The deal could be rescinded if it appears likely that Greece would default further. There were also some unconfirmed rumours that the European Central Bank might cut interest rates. Banking shares in Europe rebounded.
Strength in banking stocks has helped U.S. financial shares, which are up more than 2 percent on average. Metals and mining stocks, however, are weak on lower metals prices.
The U.S. Dollar Index is lower against its basket of currencies after spending much of the early session on the upside. The euro has bounced weakly, while the Swedish krona and yen are particularly strong against the dollar.
The fractionally lower dollar is not having much of an impact on commodity prices, which remain weak overall on global demand concerns. Energy prices are mostly down, with agricultural products mixed. Industrial metals pricing is weak, with copper slipping by more than 1 percent. Gold is also off roughly 1 percent, but silver is down nearly 4 percent.
In stock-specific news, Apple shares are down about 1.5 percent after the blog Foss Patents reported that Verizon was backing Samsung against Apple in the U.S. patent fight between the two companies.
Piper Jaffray upgraded Expedia to "overweight" and set a $33 price target on the stock. Shares of Amazon.com may be active ahead of a Wednesday press conference, which is speculated to be an announcement for an Android-based tablet.

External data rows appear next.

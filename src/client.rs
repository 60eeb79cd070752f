//! Typed client for the kraken admin API, used by krakenctl.

use std::time::Duration;

use anyhow::{anyhow, bail, Context, Result};
use futures_util::{SinkExt, StreamExt};
use reqwest::StatusCode;
use tokio::sync::mpsc;
use tokio_tungstenite::connect_async;
use tokio_tungstenite::tungstenite::protocol::Message;
use url::Url;

use crate::admin::{
    CreateServerMountRequest, CreateServerRequest, Mount, Route, Server, EVENTS_QUERY_KEY,
};
use crate::events::{Event, EventType};

pub struct Client {
    http: reqwest::Client,
    base: Url,
}

impl Client {
    pub fn new(base: Url) -> Result<Self> {
        let http = reqwest::Client::builder()
            .timeout(Duration::from_secs(30))
            .build()
            .context("failed to build HTTP client")?;
        Ok(Self { http, base })
    }

    fn url(&self, route: &Route) -> Url {
        route.url(&self.base)
    }

    pub async fn servers(&self) -> Result<Vec<Server>> {
        let resp = self.http.get(self.url(&Route::Servers)).send().await?;
        Ok(expect_status(resp, StatusCode::OK).await?.json().await?)
    }

    pub async fn server(&self, port: u16) -> Result<Server> {
        let resp = self
            .http
            .get(self.url(&Route::Server { port }))
            .send()
            .await?;
        Ok(expect_status(resp, StatusCode::OK).await?.json().await?)
    }

    /// Create a server on an ephemeral port.
    pub async fn add_server(&self, req: &CreateServerRequest) -> Result<Server> {
        let resp = self
            .http
            .post(self.url(&Route::Servers))
            .json(req)
            .send()
            .await?;
        Ok(expect_status(resp, StatusCode::CREATED)
            .await?
            .json()
            .await?)
    }

    /// Create a server on a specific port.
    pub async fn add_server_at(&self, port: u16, req: &CreateServerRequest) -> Result<Server> {
        let resp = self
            .http
            .put(self.url(&Route::Server { port }))
            .json(req)
            .send()
            .await?;
        Ok(expect_status(resp, StatusCode::OK).await?.json().await?)
    }

    pub async fn remove_server(&self, port: u16) -> Result<()> {
        let resp = self
            .http
            .delete(self.url(&Route::Server { port }))
            .send()
            .await?;
        expect_status(resp, StatusCode::OK).await?;
        Ok(())
    }

    pub async fn remove_all_servers(&self) -> Result<()> {
        let resp = self.http.delete(self.url(&Route::Servers)).send().await?;
        expect_status(resp, StatusCode::OK).await?;
        Ok(())
    }

    pub async fn mounts(&self, port: u16) -> Result<Vec<Mount>> {
        let resp = self
            .http
            .get(self.url(&Route::Mounts { port }))
            .send()
            .await?;
        Ok(expect_status(resp, StatusCode::OK).await?.json().await?)
    }

    pub async fn mount(&self, port: u16, id: &str) -> Result<Mount> {
        let route = Route::Mount {
            port,
            id: id.to_string(),
        };
        let resp = self.http.get(self.url(&route)).send().await?;
        Ok(expect_status(resp, StatusCode::OK).await?.json().await?)
    }

    pub async fn add_mount(&self, port: u16, req: &CreateServerMountRequest) -> Result<Mount> {
        let resp = self
            .http
            .post(self.url(&Route::Mounts { port }))
            .json(req)
            .send()
            .await?;
        Ok(expect_status(resp, StatusCode::CREATED)
            .await?
            .json()
            .await?)
    }

    pub async fn remove_mount(&self, port: u16, id: &str) -> Result<()> {
        let route = Route::Mount {
            port,
            id: id.to_string(),
        };
        let resp = self.http.delete(self.url(&route)).send().await?;
        expect_status(resp, StatusCode::OK).await?;
        Ok(())
    }

    pub async fn remove_all_mounts(&self, port: u16) -> Result<()> {
        let resp = self
            .http
            .delete(self.url(&Route::Mounts { port }))
            .send()
            .await?;
        expect_status(resp, StatusCode::OK).await?;
        Ok(())
    }

    pub async fn file_servers(&self) -> Result<Vec<String>> {
        let resp = self.http.get(self.url(&Route::FileServers)).send().await?;
        Ok(expect_status(resp, StatusCode::OK).await?.json().await?)
    }

    /// Dial the websocket events endpoint and forward decoded events to
    /// `events_tx` until the server closes the stream. `names` are the
    /// human-readable filter groups; empty means all events.
    pub async fn listen_events(
        &self,
        names: &[String],
        events_tx: mpsc::Sender<Event>,
    ) -> Result<()> {
        let mut url = self.url(&Route::Events);
        let ws_scheme = if url.scheme() == "https" { "wss" } else { "ws" };
        url.set_scheme(ws_scheme)
            .map_err(|_| anyhow!("cannot derive a websocket URL from {}", self.base))?;
        if !names.is_empty() {
            let codes: Vec<String> = event_codes(names)?
                .into_iter()
                .map(|c| c.to_string())
                .collect();
            url.set_query(Some(&format!("{}={}", EVENTS_QUERY_KEY, codes.join(","))));
        }

        let (ws, _) = connect_async(url.as_str())
            .await
            .with_context(|| format!("failed to connect to {}", url))?;
        let (mut ws_tx, mut ws_rx) = ws.split();

        while let Some(msg) = ws_rx.next().await {
            match msg? {
                Message::Text(payload) => {
                    let event: Event =
                        serde_json::from_str(&payload).context("failed to decode event")?;
                    if events_tx.send(event).await.is_err() {
                        break;
                    }
                }
                Message::Ping(data) => {
                    ws_tx.send(Message::Pong(data)).await?;
                }
                Message::Close(_) => break,
                _ => {}
            }
        }
        Ok(())
    }
}

/// Map filter-group names to event-type codes.
pub fn event_codes(names: &[String]) -> Result<Vec<u8>> {
    let mut codes = Vec::new();
    for name in names {
        match name.as_str() {
            "server" => codes.extend([
                EventType::ServerAdd.code(),
                EventType::ServerRemove.code(),
            ]),
            "mount" => codes.extend([
                EventType::MountAdd.code(),
                EventType::MountRemove.code(),
                EventType::MountUpdate.code(),
            ]),
            "fileserve" => codes.push(EventType::FileServe.code()),
            other => bail!("unknown event {:?}", other),
        }
    }
    Ok(codes)
}

async fn expect_status(resp: reqwest::Response, expected: StatusCode) -> Result<reqwest::Response> {
    if resp.status() != expected {
        let status = resp.status();
        let body = resp.text().await.unwrap_or_default();
        bail!("error {}: {}", status.as_u16(), body.trim());
    }
    Ok(resp)
}

#[cfg(test)]
mod tests {
    use super::*;

    #[test]
    fn test_event_codes_groups() {
        let codes = event_codes(&["server".to_string()]).unwrap();
        assert_eq!(codes, vec![1, 2]);
        let codes = event_codes(&["mount".to_string(), "fileserve".to_string()]).unwrap();
        assert_eq!(codes, vec![3, 5, 4, 6]);
        assert!(event_codes(&["meow".to_string()]).is_err());
    }
}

The Securities and Exchange Commission is said to be considering a civil action against McGraw-Hill's Standard & Poors unit over an S&P rating on a Japanese collateralized debt obligation (CDO).
In earnings results from S&P 500 companies, Jabil Circuit, Paychex, and Walgreen will report tomorrow. Darden Restaurants, Family Dollar Stores, and McCormick will report on Wednesday.
Thursday will see Micron report its results and could be a key day for semiconductor stocks.
As we are only a couple of weeks away from the next earnings season, we can expect to hear positive or negative pre-announcements.